Start of Given data

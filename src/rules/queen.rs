//! Queen custody and cover
//!
//! Pocketing the queen puts it in the player's custody, pending cover. Cover
//! means pocketing an own-colour piece on the same shot or the very next one.
//! A failed cover sends the queen back to the center.

use serde::{Deserialize, Serialize};

use super::player::PlayerId;

/// Result of a cover check
#[derive(Debug, Clone, Copy, PartialEq, Eq)]
pub enum CoverOutcome {
    /// No cover pending
    NotPending,
    /// Queen banked by this player
    Covered(PlayerId),
    /// Pocketed this shot without cover; the next shot decides
    Deferred,
    /// Cover failed; the caller must put the queen back on the board
    Returned,
}

#[derive(Debug, Clone, Default, PartialEq, Serialize, Deserialize)]
pub struct QueenState {
    /// Player holding the queen, pending or confirmed
    pub custodian: Option<PlayerId>,
    pub needs_cover: bool,
    pub just_pocketed: bool,
}

impl QueenState {
    pub fn new() -> Self {
        Self::default()
    }

    pub fn reset(&mut self) {
        *self = Self::default();
    }

    /// Custodian whose cover has been confirmed
    pub fn covered_by(&self) -> Option<PlayerId> {
        self.custodian.filter(|_| !self.needs_cover)
    }

    pub fn on_pocketed(&mut self, player: PlayerId) {
        log::info!("Queen pocketed by P{}, must cover", player.0);
        self.custodian = Some(player);
        self.needs_cover = true;
        self.just_pocketed = true;
    }

    /// Decide the cover for the shot just played by `player`
    pub fn evaluate_cover(
        &mut self,
        player: PlayerId,
        own_pocketed: u32,
        is_foul: bool,
    ) -> CoverOutcome {
        if !self.needs_cover {
            return CoverOutcome::NotPending;
        }

        if self.just_pocketed {
            if is_foul {
                log::info!("Foul on the queen shot, queen returns");
                self.reset();
                return CoverOutcome::Returned;
            }
            if own_pocketed > 0 {
                return self.mark_covered();
            }
            log::debug!("Queen needs cover on the next shot");
            self.just_pocketed = false;
            return CoverOutcome::Deferred;
        }

        if self.custodian != Some(player) {
            log::info!("Cover shot taken by another player, queen returns");
            self.reset();
            return CoverOutcome::Returned;
        }

        if own_pocketed > 0 && !is_foul {
            self.mark_covered()
        } else {
            log::info!("Cover failed (foul: {is_foul}), queen returns");
            self.reset();
            CoverOutcome::Returned
        }
    }

    fn mark_covered(&mut self) -> CoverOutcome {
        self.needs_cover = false;
        self.just_pocketed = false;
        // Custody is kept so the board-end bonus can be credited
        match self.custodian {
            Some(player) => {
                log::info!("Queen covered by P{}", player.0);
                CoverOutcome::Covered(player)
            }
            None => CoverOutcome::NotPending,
        }
    }
}
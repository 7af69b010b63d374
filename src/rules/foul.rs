//! Striker fouls and dues
//!
//! Pocketing the striker costs the turn and one due. Own-colour pieces that
//! dropped on the same shot are owed back as well. A due is paid by putting
//! one of the player's pocketed pieces back in the center; if they have
//! nothing pocketed yet the due stays outstanding.

use glam::DVec2;

use super::player::Player;
use crate::sim::body::BodyKind;
use crate::sim::events::{EventQueue, GameEvent};
use crate::sim::setup::PIECES_PER_COLOR;
use crate::sim::world::PhysicsWorld;

/// Record a striker foul; returns the player's outstanding dues
pub fn charge_striker_foul(player: &mut Player, own_pocketed: u32, events: &mut EventQueue) -> u32 {
    player.fouls += 1;
    player.dues += 1 + own_pocketed;
    log::info!("FOUL: {} pocketed the striker, owes {} due(s)", player.name, player.dues);
    events.push(GameEvent::Foul {
        player: player.id,
        dues: player.dues,
    });
    player.dues
}

/// Pay as many dues as the board allows; returns how many were paid
pub fn settle_dues(
    player: &mut Player,
    world: &mut PhysicsWorld,
    center: DVec2,
    events: &mut EventQueue,
) -> u32 {
    let Some(color) = player.color else {
        return 0;
    };

    let mut paid = 0;
    while player.dues > 0 && world.count_kind(color.kind()) < PIECES_PER_COLOR {
        world.spawn(color.kind(), center);
        player.dues -= 1;
        paid += 1;
        events.push(GameEvent::DueReturned {
            player: player.id,
            color,
        });
    }

    if player.dues > 0 {
        log::debug!("{} still owes {} due(s)", player.name, player.dues);
    }
    paid
}

/// Put the queen back in the center
pub fn restore_queen(world: &mut PhysicsWorld, center: DVec2, events: &mut EventQueue) {
    if !world.contains_kind(BodyKind::Queen) {
        world.spawn(BodyKind::Queen, center);
    }
    events.push(GameEvent::QueenReturned);
}
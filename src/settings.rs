//! Player preferences
//!
//! Stored by the host separately from match state; the core only reads the
//! AI difficulty and the aim-assist toggle.

use serde::{Deserialize, Serialize};

use crate::error::Error;

/// Computer opponent strength
#[derive(Debug, Clone, Copy, PartialEq, Eq, Hash, Serialize, Deserialize, Default)]
#[serde(rename_all = "lowercase")]
pub enum Difficulty {
    Easy,
    #[default]
    Medium,
    Hard,
}

impl Difficulty {
    pub fn as_str(&self) -> &'static str {
        match self {
            Difficulty::Easy => "Easy",
            Difficulty::Medium => "Medium",
            Difficulty::Hard => "Hard",
        }
    }

    pub fn from_str(s: &str) -> Option<Self> {
        match s.to_lowercase().as_str() {
            "easy" => Some(Difficulty::Easy),
            "medium" | "med" => Some(Difficulty::Medium),
            "hard" => Some(Difficulty::Hard),
            _ => None,
        }
    }

    /// Aim error as a fraction of the aim distance, applied as ±half
    pub fn aim_error(&self) -> f64 {
        match self {
            Difficulty::Easy => 0.5,
            Difficulty::Medium => 0.1,
            Difficulty::Hard => 0.0,
        }
    }

    /// Seconds the AI "thinks" before shooting: (min, spread)
    pub fn think_time(&self) -> (f64, f64) {
        match self {
            Difficulty::Easy => (2.0, 1.0),
            Difficulty::Medium => (1.5, 0.5),
            Difficulty::Hard => (0.8, 0.7),
        }
    }
}

#[derive(Debug, Clone, PartialEq, Serialize, Deserialize)]
#[serde(default)]
pub struct Settings {
    pub difficulty: Difficulty,

    // === Audio ===
    /// Master volume (0.0 - 1.0)
    pub master_volume: f32,
    /// Sound effects volume (0.0 - 1.0)
    pub sfx_volume: f32,

    /// Board theme name, resolved by the renderer
    pub theme: String,
    /// Show the predicted striker path while aiming
    pub aim_assist: bool,
}

impl Default for Settings {
    fn default() -> Self {
        Self {
            difficulty: Difficulty::Medium,
            master_volume: 0.8,
            sfx_volume: 1.0,
            theme: "Classic Teak".to_string(),
            aim_assist: true,
        }
    }
}

impl Settings {
    /// Parse stored settings; missing fields keep their defaults
    pub fn from_json(json: &str) -> Result<Self, Error> {
        let mut settings: Self = serde_json::from_str(json)?;
        settings.master_volume = settings.master_volume.clamp(0.0, 1.0);
        settings.sfx_volume = settings.sfx_volume.clamp(0.0, 1.0);
        log::info!("Loaded settings (difficulty {})", settings.difficulty.as_str());
        Ok(settings)
    }

    pub fn to_json(&self) -> Result<String, Error> {
        Ok(serde_json::to_string(self)?)
    }

    /// Effective sound effect gain
    pub fn sfx_gain(&self) -> f32 {
        self.master_volume * self.sfx_volume
    }
}
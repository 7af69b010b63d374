//! Standard board arrangement
//!
//! Queen in the center, an alternating inner ring of six, and an outer ring
//! of six black "points" with six white "flats" wedged between them.

use std::f64::consts::{FRAC_PI_2, FRAC_PI_3, FRAC_PI_6};

use glam::DVec2;

use super::body::{BodyId, BodyKind};
use super::world::PhysicsWorld;
use crate::config::{Baseline, BoardGeometry};

/// Carrom men of each colour in a full set
pub const PIECES_PER_COLOR: usize = 9;

/// Center spacing factor: tight packing with a hair of clearance
const PACKING: f64 = 2.02;

/// Place the 19 pieces and the striker; returns the striker id
pub fn arrange_standard(
    world: &mut PhysicsWorld,
    geometry: &BoardGeometry,
    striker_at: Baseline,
) -> BodyId {
    let center = geometry.center;
    let offset = world.config().piece.radius * PACKING;

    world.spawn(BodyKind::Queen, center);

    // Hexagon directions starting at 12 o'clock
    let dirs: Vec<DVec2> = (0..6)
        .map(|i| DVec2::from_angle(-FRAC_PI_2 + i as f64 * FRAC_PI_3))
        .collect();

    for (i, dir) in dirs.iter().enumerate() {
        let kind = if i % 2 == 0 { BodyKind::White } else { BodyKind::Black };
        world.spawn(kind, center + *dir * offset);
    }

    let flat_dist = offset * 3f64.sqrt();
    for (i, dir) in dirs.iter().enumerate() {
        world.spawn(BodyKind::Black, center + *dir * offset * 2.0);
        let flat = DVec2::from_angle(-FRAC_PI_2 + i as f64 * FRAC_PI_3 + FRAC_PI_6);
        world.spawn(BodyKind::White, center + flat * flat_dist);
    }

    world.spawn(BodyKind::Striker, geometry.baseline(striker_at).midpoint())
}
//! Players and seating

use serde::{Deserialize, Serialize};

use crate::config::{Baseline, ColorAssignment};
use crate::error::Error;
use crate::sim::body::PieceColor;

/// 1-based seat number
#[derive(Debug, Clone, Copy, PartialEq, Eq, Hash, PartialOrd, Ord, Serialize, Deserialize)]
pub struct PlayerId(pub u8);

#[derive(Debug, Clone, PartialEq, Serialize, Deserialize)]
pub struct Player {
    pub id: PlayerId,
    pub name: String,
    pub score: u32,
    pub fouls: u32,
    /// Pieces owed back to the board
    pub dues: u32,
    pub color: Option<PieceColor>,
    pub baseline: Baseline,
}

impl Player {
    pub fn new(id: PlayerId, baseline: Baseline) -> Self {
        Self {
            id,
            name: format!("P{}", id.0),
            score: 0,
            fouls: 0,
            dues: 0,
            color: None,
            baseline,
        }
    }
}

/// Seat order around the board for each table size
fn seating(count: usize) -> &'static [Baseline] {
    match count {
        2 => &[Baseline::Bottom, Baseline::Top],
        3 => &[Baseline::Bottom, Baseline::Right, Baseline::Top],
        _ => &[Baseline::Bottom, Baseline::Right, Baseline::Top, Baseline::Left],
    }
}

/// Seat `count` players
pub fn create_players(count: usize, mode: ColorAssignment) -> Result<Vec<Player>, Error> {
    if !(2..=4).contains(&count) {
        return Err(Error::PlayerCount(count));
    }
    let mut players: Vec<Player> = seating(count)
        .iter()
        .enumerate()
        .map(|(i, &baseline)| Player::new(PlayerId(i as u8 + 1), baseline))
        .collect();
    assign_colors(&mut players, 0, mode);
    Ok(players)
}

/// Hand out colours for a new board
///
/// In `Fixed` mode the breaking seat takes white and seats alternate from
/// there; three-player tables have no partner seating and always claim.
pub fn assign_colors(players: &mut [Player], breaker: usize, mode: ColorAssignment) {
    let n = players.len();
    for (i, player) in players.iter_mut().enumerate() {
        player.color = match mode {
            ColorAssignment::Fixed if n != 3 => {
                let seat = (i + n - breaker) % n;
                Some(if seat % 2 == 0 { PieceColor::White } else { PieceColor::Black })
            }
            _ => None,
        };
    }
}
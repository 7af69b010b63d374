//! Board geometry and simulation tuning
//!
//! Every constant the core depends on lives here so tests and board themes
//! can override it without touching simulation code. All sections use
//! `#[serde(default)]`, so a JSON override only needs the fields it changes.

use glam::DVec2;
use serde::{Deserialize, Deserializer, Serialize};

use crate::consts::*;
use crate::error::Error;
use crate::sim::body::BodyKind;

/// Axis-aligned playing surface
#[derive(Debug, Clone, Copy, PartialEq, Serialize, Deserialize)]
pub struct Bounds {
    pub min_x: f64,
    pub min_y: f64,
    pub max_x: f64,
    pub max_y: f64,
}

impl Bounds {
    pub fn width(&self) -> f64 {
        self.max_x - self.min_x
    }

    pub fn height(&self) -> f64 {
        self.max_y - self.min_y
    }

    pub fn center(&self) -> DVec2 {
        DVec2::new(
            (self.min_x + self.max_x) / 2.0,
            (self.min_y + self.max_y) / 2.0,
        )
    }
}

/// The four board edges a player can sit at
#[derive(Debug, Clone, Copy, PartialEq, Eq, Hash, Serialize, Deserialize)]
pub enum Baseline {
    Bottom,
    Top,
    Left,
    Right,
}

impl Baseline {
    /// Bottom and top baselines run along x; left and right along y
    pub fn is_horizontal(self) -> bool {
        matches!(self, Baseline::Bottom | Baseline::Top)
    }
}

/// Segment the striker may slide along before a shot
#[derive(Debug, Clone, Copy, PartialEq, Serialize, Deserialize)]
pub struct BaselineSegment {
    pub start: DVec2,
    pub end: DVec2,
}

impl BaselineSegment {
    pub fn new(start: DVec2, end: DVec2) -> Self {
        Self { start, end }
    }

    pub fn midpoint(&self) -> DVec2 {
        (self.start + self.end) * 0.5
    }

    /// Clamp a point onto the segment
    pub fn clamp(&self, p: DVec2) -> DVec2 {
        crate::closest_point_on_segment(p, self.start, self.end)
    }

    fn is_axis_aligned(&self) -> bool {
        self.start.x == self.end.x || self.start.y == self.end.y
    }
}

/// Fixed board layout (pockets, rails, baselines)
#[derive(Debug, Clone, Serialize, Deserialize)]
#[serde(default)]
pub struct BoardGeometry {
    pub bounds: Bounds,
    pub center: DVec2,
    pub pockets: [DVec2; 4],
    pub pocket_trigger_radius: f64,
    pub bottom: BaselineSegment,
    pub top: BaselineSegment,
    pub left: BaselineSegment,
    pub right: BaselineSegment,
}

impl Default for BoardGeometry {
    fn default() -> Self {
        let c = BOARD_CENTER;
        let d = POCKET_OFFSET;
        // The striker sits midway between the inner and outer rail lines
        let mid = (INNER_BASE + OUTER_BASE) / 2.0;
        let start = c - OUTER_BASE;
        let end = c + OUTER_BASE;
        Self {
            bounds: Bounds {
                min_x: BOUNDS_MIN,
                min_y: BOUNDS_MIN,
                max_x: BOUNDS_MAX,
                max_y: BOUNDS_MAX,
            },
            center: DVec2::new(c, c),
            pockets: [
                DVec2::new(c - d, c - d),
                DVec2::new(c + d, c - d),
                DVec2::new(c - d, c + d),
                DVec2::new(c + d, c + d),
            ],
            pocket_trigger_radius: POCKET_TRIGGER_RADIUS,
            bottom: BaselineSegment::new(DVec2::new(start, c + mid), DVec2::new(end, c + mid)),
            top: BaselineSegment::new(DVec2::new(start, c - mid), DVec2::new(end, c - mid)),
            left: BaselineSegment::new(DVec2::new(c - mid, start), DVec2::new(c - mid, end)),
            right: BaselineSegment::new(DVec2::new(c + mid, start), DVec2::new(c + mid, end)),
        }
    }
}

impl BoardGeometry {
    pub fn baseline(&self, baseline: Baseline) -> &BaselineSegment {
        match baseline {
            Baseline::Bottom => &self.bottom,
            Baseline::Top => &self.top,
            Baseline::Left => &self.left,
            Baseline::Right => &self.right,
        }
    }
}

/// Per-kind physical attributes
#[derive(Debug, Clone, Copy, PartialEq, Serialize, Deserialize)]
pub struct KindAttributes {
    pub radius: f64,
    pub mass: f64,
    pub restitution: f64,
}

impl KindAttributes {
    /// Carrom men and queen
    pub const PIECE: Self = Self {
        radius: PIECE_RADIUS,
        mass: PIECE_MASS,
        restitution: PIECE_RESTITUTION,
    };

    pub const STRIKER: Self = Self {
        radius: STRIKER_RADIUS,
        mass: STRIKER_MASS,
        restitution: STRIKER_RESTITUTION,
    };
}

/// Attribute fields present in a JSON override
#[derive(Debug, Default, Deserialize)]
#[serde(default)]
struct AttributesOverride {
    radius: Option<f64>,
    mass: Option<f64>,
    restitution: Option<f64>,
}

impl AttributesOverride {
    fn apply(self, base: KindAttributes) -> KindAttributes {
        KindAttributes {
            radius: self.radius.unwrap_or(base.radius),
            mass: self.mass.unwrap_or(base.mass),
            restitution: self.restitution.unwrap_or(base.restitution),
        }
    }
}

fn piece_attributes<'de, D: Deserializer<'de>>(de: D) -> Result<KindAttributes, D::Error> {
    Ok(AttributesOverride::deserialize(de)?.apply(KindAttributes::PIECE))
}

fn striker_attributes<'de, D: Deserializer<'de>>(de: D) -> Result<KindAttributes, D::Error> {
    Ok(AttributesOverride::deserialize(de)?.apply(KindAttributes::STRIKER))
}

/// Solver and material tuning
#[derive(Debug, Clone, Serialize, Deserialize)]
#[serde(default)]
pub struct PhysicsConfig {
    /// Carrom men and queen
    #[serde(deserialize_with = "piece_attributes")]
    pub piece: KindAttributes,
    #[serde(deserialize_with = "striker_attributes")]
    pub striker: KindAttributes,
    pub wall_restitution: f64,
    pub friction_base: f64,
    pub sleep_speed_sq: f64,
    pub sim_rate_hz: f64,
    pub solver_iterations: u32,
    pub max_substeps: u32,
    pub max_frame_time: f64,
    pub position_correction: f64,
    pub penetration_slop: f64,
    pub collision_event_threshold: f64,
}

impl Default for PhysicsConfig {
    fn default() -> Self {
        Self {
            piece: KindAttributes::PIECE,
            striker: KindAttributes::STRIKER,
            wall_restitution: WALL_RESTITUTION,
            friction_base: FRICTION_BASE,
            sleep_speed_sq: SLEEP_SPEED_SQ,
            sim_rate_hz: SIM_RATE_HZ,
            solver_iterations: SOLVER_ITERATIONS,
            max_substeps: MAX_SUBSTEPS,
            max_frame_time: MAX_FRAME_TIME,
            position_correction: POSITION_CORRECTION,
            penetration_slop: PENETRATION_SLOP,
            collision_event_threshold: COLLISION_EVENT_THRESHOLD,
        }
    }
}

impl PhysicsConfig {
    /// Attribute table lookup by body kind
    pub fn attributes(&self, kind: BodyKind) -> KindAttributes {
        match kind {
            BodyKind::Striker => self.striker,
            BodyKind::White | BodyKind::Black | BodyKind::Queen => self.piece,
        }
    }

    /// Fixed step length
    pub fn dt(&self) -> f64 {
        1.0 / self.sim_rate_hz
    }
}

/// How players get their piece colour
#[derive(Debug, Clone, Copy, PartialEq, Eq, Default, Serialize, Deserialize)]
pub enum ColorAssignment {
    /// The first carrom man a player pockets decides their colour
    #[default]
    Claim,
    /// Seats alternate white/black; the breaking player takes white
    Fixed,
}

/// Scoring and match flow
#[derive(Debug, Clone, Serialize, Deserialize)]
#[serde(default)]
pub struct RulesConfig {
    pub winning_score: u32,
    /// Points credited when an own-colour piece drops
    pub piece_points: u32,
    /// Board-end value of each remaining white piece
    pub white_value: u32,
    /// Board-end value of each remaining black piece
    pub black_value: u32,
    pub queen_bonus: u32,
    /// Seconds spent on the score screen before the next board
    pub score_screen_delay: f64,
    pub color_assignment: ColorAssignment,
}

impl Default for RulesConfig {
    fn default() -> Self {
        Self {
            winning_score: WINNING_SCORE,
            piece_points: 10,
            white_value: 20,
            black_value: 10,
            queen_bonus: 50,
            score_screen_delay: 3.0,
            color_assignment: ColorAssignment::Claim,
        }
    }
}

/// Drag-to-shoot and aim-assist tuning
#[derive(Debug, Clone, Serialize, Deserialize)]
#[serde(default)]
pub struct AimConfig {
    /// Drag distance for full power
    pub max_drag: f64,
    pub max_launch_speed: f64,
    /// Shots below this power fraction are discarded
    pub min_power: f64,
    /// Pointer travel before a drag picks a mode
    pub drag_threshold: f64,
    pub baseline_tolerance: f64,
    /// Striker tap zone, in striker radii
    pub tap_radius_factor: f64,
    pub max_reflections: u32,
    /// Predicted travel distance per unit of launch speed
    pub travel_factor: f64,
    pub min_travel: f64,
}

impl Default for AimConfig {
    fn default() -> Self {
        Self {
            max_drag: 200.0,
            max_launch_speed: 3400.0,
            min_power: 0.02,
            drag_threshold: 5.0,
            baseline_tolerance: 60.0,
            tap_radius_factor: 2.0,
            max_reflections: 3,
            travel_factor: 1.5,
            min_travel: 10.0,
        }
    }
}

/// Complete core configuration
#[derive(Debug, Clone, Default, Serialize, Deserialize)]
#[serde(default)]
pub struct GameConfig {
    pub geometry: BoardGeometry,
    pub physics: PhysicsConfig,
    pub rules: RulesConfig,
    pub aim: AimConfig,
}

impl GameConfig {
    /// Parse a (possibly partial) JSON override and validate it
    pub fn from_json(json: &str) -> Result<Self, Error> {
        let config: Self = serde_json::from_str(json)?;
        config.validate()?;
        Ok(config)
    }

    pub fn to_json(&self) -> Result<String, Error> {
        Ok(serde_json::to_string_pretty(self)?)
    }

    /// Reject configurations the simulation cannot run with
    pub fn validate(&self) -> Result<(), Error> {
        let g = &self.geometry;
        if !(g.bounds.width() > 0.0 && g.bounds.height() > 0.0) {
            return Err(Error::invalid("geometry.bounds", "empty playing area"));
        }
        if g.pocket_trigger_radius <= 0.0 {
            return Err(Error::invalid(
                "geometry.pocket_trigger_radius",
                "must be positive",
            ));
        }
        for (field, seg) in [
            ("geometry.bottom", &g.bottom),
            ("geometry.top", &g.top),
            ("geometry.left", &g.left),
            ("geometry.right", &g.right),
        ] {
            if !seg.is_axis_aligned() {
                return Err(Error::invalid(field, "baseline must be axis-aligned"));
            }
        }

        let p = &self.physics;
        for (field, attrs) in [("physics.piece", p.piece), ("physics.striker", p.striker)] {
            validate_attributes(field, attrs)?;
        }
        if !(0.0..=1.0).contains(&p.wall_restitution) {
            return Err(Error::invalid("physics.wall_restitution", "must be in [0, 1]"));
        }
        if !(p.friction_base > 0.0 && p.friction_base <= 1.0) {
            return Err(Error::invalid("physics.friction_base", "must be in (0, 1]"));
        }
        if p.sim_rate_hz.is_nan() || p.sim_rate_hz <= 0.0 {
            return Err(Error::invalid("physics.sim_rate_hz", "must be positive"));
        }
        if p.max_frame_time.is_nan() || p.max_frame_time <= 0.0 {
            return Err(Error::invalid("physics.max_frame_time", "must be positive"));
        }
        // A frame clamp shorter than one step would never let the clock advance
        if p.dt() > p.max_frame_time {
            return Err(Error::invalid(
                "physics.max_frame_time",
                format!(
                    "{} is shorter than one {:.4}s step",
                    p.max_frame_time,
                    p.dt()
                ),
            ));
        }
        if p.solver_iterations == 0 {
            return Err(Error::invalid("physics.solver_iterations", "must be at least 1"));
        }
        if p.max_substeps == 0 {
            return Err(Error::invalid("physics.max_substeps", "must be at least 1"));
        }
        if p.sleep_speed_sq < 0.0 {
            return Err(Error::invalid("physics.sleep_speed_sq", "must not be negative"));
        }

        if self.rules.winning_score == 0 {
            return Err(Error::invalid("rules.winning_score", "must be positive"));
        }
        if self.aim.max_drag <= 0.0 {
            return Err(Error::invalid("aim.max_drag", "must be positive"));
        }
        Ok(())
    }
}

fn validate_attributes(field: &'static str, attrs: KindAttributes) -> Result<(), Error> {
    if attrs.radius <= 0.0 {
        return Err(Error::invalid(field, format!("radius {} must be positive", attrs.radius)));
    }
    if attrs.mass < 0.0 {
        return Err(Error::invalid(field, format!("mass {} must not be negative", attrs.mass)));
    }
    if !(0.0..=1.0).contains(&attrs.restitution) {
        return Err(Error::invalid(
            field,
            format!("restitution {} must be in [0, 1]", attrs.restitution),
        ));
    }
    Ok(())
}
//! Physics world: owns the live bodies and advances them

use glam::DVec2;

use super::body::{BodyId, BodyKind, RigidBody};
use super::collision::{clamp_to_bounds, resolve_pair};
use super::events::{CollisionKind, EventQueue, GameEvent};
use crate::config::{Bounds, PhysicsConfig};
use crate::consts::SIM_RATE_HZ;

/// The live body set plus solver settings
#[derive(Debug, Clone)]
pub struct PhysicsWorld {
    bodies: Vec<RigidBody>,
    bounds: Bounds,
    config: PhysicsConfig,
    next_id: u32,
}

impl PhysicsWorld {
    pub fn new(bounds: Bounds, config: PhysicsConfig) -> Self {
        Self {
            bodies: Vec::new(),
            bounds,
            config,
            next_id: 1,
        }
    }

    pub fn bounds(&self) -> &Bounds {
        &self.bounds
    }

    pub fn config(&self) -> &PhysicsConfig {
        &self.config
    }

    /// Live bodies in insertion order
    pub fn bodies(&self) -> &[RigidBody] {
        &self.bodies
    }

    pub fn len(&self) -> usize {
        self.bodies.len()
    }

    pub fn is_empty(&self) -> bool {
        self.bodies.is_empty()
    }

    /// Create a body of `kind` at rest using the kind's attribute table entry
    pub fn spawn(&mut self, kind: BodyKind, pos: DVec2) -> BodyId {
        let id = BodyId(self.next_id);
        self.next_id += 1;
        let body = RigidBody::new(id, kind, pos, self.config.attributes(kind));
        self.bodies.push(body);
        id
    }

    /// Add an existing body (e.g. a striker coming back from a pocket)
    pub fn add_body(&mut self, mut body: RigidBody) {
        body.active = true;
        self.next_id = self.next_id.max(body.id.0 + 1);
        self.bodies.push(body);
    }

    pub fn remove_body(&mut self, id: BodyId) -> Option<RigidBody> {
        let index = self.bodies.iter().position(|b| b.id == id)?;
        Some(self.bodies.remove(index))
    }

    /// Remove by index, preserving the order of the remaining bodies
    pub(crate) fn remove_at(&mut self, index: usize) -> RigidBody {
        self.bodies.remove(index)
    }

    pub fn clear(&mut self) {
        self.bodies.clear();
    }

    pub fn get(&self, id: BodyId) -> Option<&RigidBody> {
        self.bodies.iter().find(|b| b.id == id)
    }

    pub fn get_mut(&mut self, id: BodyId) -> Option<&mut RigidBody> {
        self.bodies.iter_mut().find(|b| b.id == id)
    }

    pub fn find_kind(&self, kind: BodyKind) -> Option<&RigidBody> {
        self.bodies.iter().find(|b| b.kind == kind)
    }

    pub fn count_kind(&self, kind: BodyKind) -> usize {
        self.bodies.iter().filter(|b| b.kind == kind).count()
    }

    pub fn contains_kind(&self, kind: BodyKind) -> bool {
        self.bodies.iter().any(|b| b.kind == kind)
    }

    /// True once every live body has come to rest
    pub fn is_settled(&self) -> bool {
        self.bodies.iter().all(|b| b.sleeping)
    }

    pub fn kinetic_energy(&self) -> f64 {
        self.bodies.iter().map(RigidBody::kinetic_energy).sum()
    }

    /// Advance every body by one fixed sub-step and resolve contacts
    pub fn step(&mut self, dt: f64, events: &mut EventQueue) {
        let friction = self.config.friction_base;
        let sleep_speed_sq = self.config.sleep_speed_sq;

        // 1. Integrate
        for body in &mut self.bodies {
            body.integrate(dt, friction, SIM_RATE_HZ, sleep_speed_sq);
        }

        // 2. Iterative contact solver
        for _ in 0..self.config.solver_iterations {
            self.resolve_bodies(events);
            self.resolve_walls(events);
        }
    }

    fn resolve_bodies(&mut self, events: &mut EventQueue) {
        let percent = self.config.position_correction;
        let slop = self.config.penetration_slop;
        let threshold = self.config.collision_event_threshold;

        let n = self.bodies.len();
        for i in 0..n {
            for j in (i + 1)..n {
                let (head, tail) = self.bodies.split_at_mut(j);
                let a = &mut head[i];
                let b = &mut tail[0];

                if let Some(impulse) = resolve_pair(a, b, percent, slop) {
                    // A struck body is moving again until the next integrate says otherwise
                    a.sleeping &= a.vel == DVec2::ZERO;
                    b.sleeping &= b.vel == DVec2::ZERO;
                    if impulse > threshold {
                        events.push(GameEvent::Collision {
                            kind: CollisionKind::Body,
                            point: (a.pos + b.pos) * 0.5,
                            impulse,
                        });
                    }
                }
            }
        }
    }

    fn resolve_walls(&mut self, events: &mut EventQueue) {
        let threshold = self.config.collision_event_threshold;
        for body in &mut self.bodies {
            if let Some(impulse) =
                clamp_to_bounds(body, &self.bounds, self.config.wall_restitution)
            {
                if impulse > threshold {
                    events.push(GameEvent::Collision {
                        kind: CollisionKind::Wall,
                        point: body.pos,
                        impulse,
                    });
                }
            }
        }
    }
}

End of Given data

▶ **Work item**: All that is wanted is a faithful reproduction of the line above with "pub fn new(start: DVec2, end: DVec2)", the line with "pub fn clamp(&self, p: DVec2)", and every line in between.

▶ **Task output**:
    pub fn new(start: DVec2, end: DVec2) -> Self {
        Self { start, end }
    }

    pub fn midpoint(&self) -> DVec2 {
        (self.start + self.end) * 0.5
    }

    /// Clamp a point onto the segment
    pub fn clamp(&self, p: DVec2) -> DVec2 {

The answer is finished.